I have read 90% of the readings for this week before, and that is because I am–for better or worse–in the Digital Humanities program. The DH program at the GC does a good job of trying to be intersectional, and its failings only lie where the failings of DH lie in this regard.

Despite my disdain for the ever-growing liberal idea that political change should be perfect immediately and that progress is a myth, Miriam Posner’s introduction to What’s Next really resonates with me, in regard to the current state of “intersectionality” in Digital Humanities (which, I add in quotations as 1. It is not truly intersectional, and 2. Including Black scholars and Black issues, for example, should not have to be considered “intersectional,” but should rather be the default). She writes: “Digital humanists have heard numerous recent calls for the field to interrogate race, gender, and other structures of power. I would like to argue here that these calls, while necessary and justified, do not go far enough.”

Eight years later, nothing has changed. I find at the beginnings of DH journals empty land statements and recycled declarations of dedication to supporting Black lives. As much as I would like it if dismantling the system entirely would fix our problems, that has proven historically to cause only more problems yet. Posner presents an argument that, by being so radical, ends up being as useless as a black square on Instagram. I know, that sounds mean, but I am truly sick and tired of seeing one of two things: 1. Bland statements that accomplish nothing, and 2. ‘Radical’ calls to action that plan to accomplish so much they achieve absolutely nothing. What happened to “baby steps”?

Though, of course, Posner is right: “Likewise, most of the data and data models we have inherited deal with structures of power, like gender and race, with a crudeness that would never pass muster in a peer-reviewed humanities publication.” However, I can gladly say that at least on my end, we have made strides in how we categorize people for data (which, as I must say sounds kind of gross, like treating people as cattle, but I like to think that at least my work tries to look at the holistic individual as much as possible. Perhaps I’ve created the grass-fed, free-range version of data collection). In my keynote Representing Diverse Identities in Data at University of Colorado Boulder, I discussed how I created the inclusive demographic survey for my project, MapLemon. MapLemon’s survey includes options that prevent data binarism (basically, it does the opposite of male/female, black/white). One of the things that Posner discusses that I specifically aimed to do in creating this survey was the exact opposite of what the United States census is doing. I am one of the literal millions of people that census categories fail to provide for (reminder: the census helps municipalities receive funding and determine where to send that funding). And though it took six years from the publication of Posner’s piece, we got there! Small progress is possible!

Posner continues, “I would like us to start understanding markers like gender and race not as givens but as constructions that are actively created from time to time and place to place.

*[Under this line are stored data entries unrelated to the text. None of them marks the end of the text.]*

//! Postlane API model types.

mod contact;
mod email;
mod list;
mod portal;
mod property;

pub use contact::*;
pub use email::*;
pub use list::*;
pub use portal::*;
pub use property::*;
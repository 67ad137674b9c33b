//! Trait definitions for Postlane operations.
//!
//! Each entity type implements the traits it supports, encapsulating
//! endpoint paths and envelope shapes in the implementations.

mod create;
mod delete;
mod list;
mod update;

pub use create::{Create, CreateMany};
pub use delete::Delete;
pub use list::{List, DEFAULT_PAGE_SIZE};
pub use update::Update;
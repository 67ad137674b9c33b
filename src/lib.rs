//! Postlane API client library.
//!
//! A Rust library for the Postlane transactional e-mail and contact
//! management REST API, using a trait-based architecture where each
//! operation (Create, Update, Delete, List) is defined as a trait that
//! entity types implement.
//!
//! # Quick Start
//!
//! ```no_run
//! use postlane::{Contact, Create, Delete, List, NewContact, PostlaneClient};
//!
//! #[tokio::main]
//! async fn main() -> postlane::Result<()> {
//!     // Create client from environment variables
//!     let client = PostlaneClient::from_env()?;
//!
//!     // Add a contact with a custom property
//!     let created = Contact::create(
//!         &client,
//!         NewContact::new("ada@example.com").first_name("Ada").property("plan", "pro"),
//!     )
//!     .await?;
//!     println!("Created contact {}", created.data.id);
//!
//!     // List the first page of contacts
//!     let page = Contact::list_page(&client, 1, 10).await?;
//!     println!("{} contacts in total", page.metadata.total);
//!
//!     // Remove it again
//!     Contact::delete(&client, "ada@example.com".to_string()).await?;
//!
//!     Ok(())
//! }
//! ```
//!
//! # Responses
//!
//! Every call resolves to one of three envelopes: [`DataEnvelope`],
//! [`EmptyEnvelope`] or [`PagedEnvelope`]. Non-2xx responses become
//! [`PostlaneError::Request`] carrying a [`RequestError`] with the status
//! code and the API's reason.
//!
//! # Configuration
//!
//! The client reads configuration from environment variables:
//!
//! - `POSTLANE_API_KEY` (required) - Your Postlane API key
//! - `POSTLANE_API_URL` (optional) - Base URL (defaults to `https://api.postlane.com/v1`)

mod client;
mod envelope;
mod error;
mod models;
mod pagination;
mod traits;

#[cfg(feature = "test-server")]
pub mod mock_server;

// Re-export core types
pub use client::{PostlaneClient, DEFAULT_API_URL, MAX_RESPONSE_BYTES, REQUEST_TIMEOUT};
pub use envelope::{DataEnvelope, EmptyEnvelope, ErrorEnvelope};
pub use error::{PostlaneError, RequestError, Result, UNKNOWN_REASON};
pub use pagination::{PageMetadata, PageParams, PagedEnvelope};

// Re-export traits
pub use traits::{Create, CreateMany, Delete, List, Update, DEFAULT_PAGE_SIZE};

// Re-export models
pub use models::{
    // Contact types
    Contact,
    ContactUpdate,
    DeleteContact,
    NewContact,
    Properties,
    MAX_CONTACT_BATCH,
    // Custom properties
    CustomPropertyValue,
    // List types
    ContactList,
    // E-mail types
    ContactEmail,
    Delay,
    ListEmail,
    TransactionalEmail,
    // Portal types
    PortalSession,
    PortalSessionRequest,
    PORTAL_SESSION_TTL,
};

// Re-export convenience functions
pub use models::{send_to_contacts, send_to_list, send_transactional};
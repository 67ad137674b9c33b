//! Mock server state management.
//!
//! Provides the in-memory data store for the mock Postlane API server.

use std::collections::BTreeMap;
use std::sync::Arc;

use chrono::Utc;
use tokio::sync::RwLock;

use crate::{
    Contact, ContactEmail, ContactList, ContactUpdate, ListEmail, NewContact, PortalSession,
    TransactionalEmail,
};

/// State shared between the server task and the test.
pub type SharedState = Arc<RwLock<MockState>>;

/// An e-mail accepted by one of the send endpoints.
#[derive(Debug, Clone, PartialEq)]
pub enum SentEmail {
    Transactional(TransactionalEmail),
    Contacts(ContactEmail),
    List(ListEmail),
}

/// Shared state for the mock server.
///
/// Maps are ordered so paginated listings are stable.
#[derive(Debug, Default)]
pub struct MockState {
    /// Contacts indexed by e-mail address.
    pub contacts: BTreeMap<String, Contact>,

    /// Contact lists indexed by ID.
    pub lists: BTreeMap<String, ContactList>,

    /// Every e-mail accepted so far, in order.
    pub sent_emails: Vec<SentEmail>,

    /// Every portal session issued so far.
    pub portal_sessions: Vec<PortalSession>,

    /// Optional API key. If set, requests must carry it as a bearer token.
    pub required_token: Option<String>,

    id_counter: u64,
}

impl MockState {
    /// Create a new empty state.
    pub fn new() -> Self {
        Self::default()
    }

    /// Create state wrapped in Arc<RwLock> for sharing.
    pub fn shared(self) -> SharedState {
        Arc::new(RwLock::new(self))
    }

    /// Add a contact to the state.
    pub fn with_contact(mut self, contact: Contact) -> Self {
        self.contacts.insert(contact.email.clone(), contact);
        self
    }

    /// Add a contact list to the state.
    pub fn with_list(mut self, list: ContactList) -> Self {
        self.lists.insert(list.id.clone(), list);
        self
    }

    /// Set the required API key.
    pub fn with_required_token(mut self, token: &str) -> Self {
        self.required_token = Some(token.to_string());
        self
    }

    /// Next value of the ID counter.
    pub fn next_id(&mut self) -> u64 {
        self.id_counter += 1;
        self.id_counter
    }

    /// Get a contact by e-mail address.
    pub fn get_contact(&self, email: &str) -> Option<&Contact> {
        self.contacts.get(email)
    }

    /// Store a new contact and return it as the API would.
    pub fn insert_contact(&mut self, params: NewContact) -> Contact {
        let now = Utc::now();
        let contact = Contact {
            id: format!("contact_{}", self.next_id()),
            email: params.email,
            first_name: params.first_name,
            last_name: params.last_name,
            subscribed: params.subscribed.unwrap_or(true),
            user_group: params.user_group,
            user_id: params.user_id,
            source: params.source.or_else(|| Some("API".to_string())),
            properties: params.properties,
            lists: params.lists,
            created_at: Some(now),
            updated_at: Some(now),
        };

        self.contacts.insert(contact.email.clone(), contact.clone());
        contact
    }

    /// Apply an update and return the updated contact.
    ///
    /// Properties are merged; every other set field replaces the old value.
    pub fn update_contact(&mut self, email: &str, params: ContactUpdate) -> Option<Contact> {
        let contact = self.contacts.get_mut(email)?;

        if let Some(first_name) = params.first_name {
            contact.first_name = Some(first_name);
        }
        if let Some(last_name) = params.last_name {
            contact.last_name = Some(last_name);
        }
        if let Some(subscribed) = params.subscribed {
            contact.subscribed = subscribed;
        }
        if let Some(user_group) = params.user_group {
            contact.user_group = Some(user_group);
        }
        if let Some(user_id) = params.user_id {
            contact.user_id = Some(user_id);
        }
        if let Some(lists) = params.lists {
            contact.lists = lists;
        }
        contact.properties.extend(params.properties);
        contact.updated_at = Some(Utc::now());

        Some(contact.clone())
    }

    /// Remove a contact.
    pub fn remove_contact(&mut self, email: &str) -> Option<Contact> {
        self.contacts.remove(email)
    }

    /// All contacts ordered by e-mail address.
    pub fn list_contacts(&self) -> Vec<Contact> {
        self.contacts.values().cloned().collect()
    }

    /// All lists ordered by ID, with member counts derived from contacts.
    pub fn list_lists(&self) -> Vec<ContactList> {
        self.lists
            .values()
            .map(|list| {
                let mut list = list.clone();
                list.contact_count = self
                    .contacts
                    .values()
                    .filter(|c| c.lists.contains(&list.id))
                    .count() as u64;
                list
            })
            .collect()
    }
}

In other words, I want us to stop acting as though the data models for identity are containers to be filled in order to produce meaning and recognize instead that these structures themselves constitute data.” And in this she is echoing the exact problem I see not just in Digital Humanities, but also in Linguistics and a wide variety of fields of which I am not a part. Models before data. Checkboxes before people. We are attempting to place people into categories before we even know what categories are necessary; this is one of the problems I talk about in my keynote (I promise to link the video when it’s available). When we do this, we are creating an image of the world that does not actually exist, and that only seeks to prove ourselves correct.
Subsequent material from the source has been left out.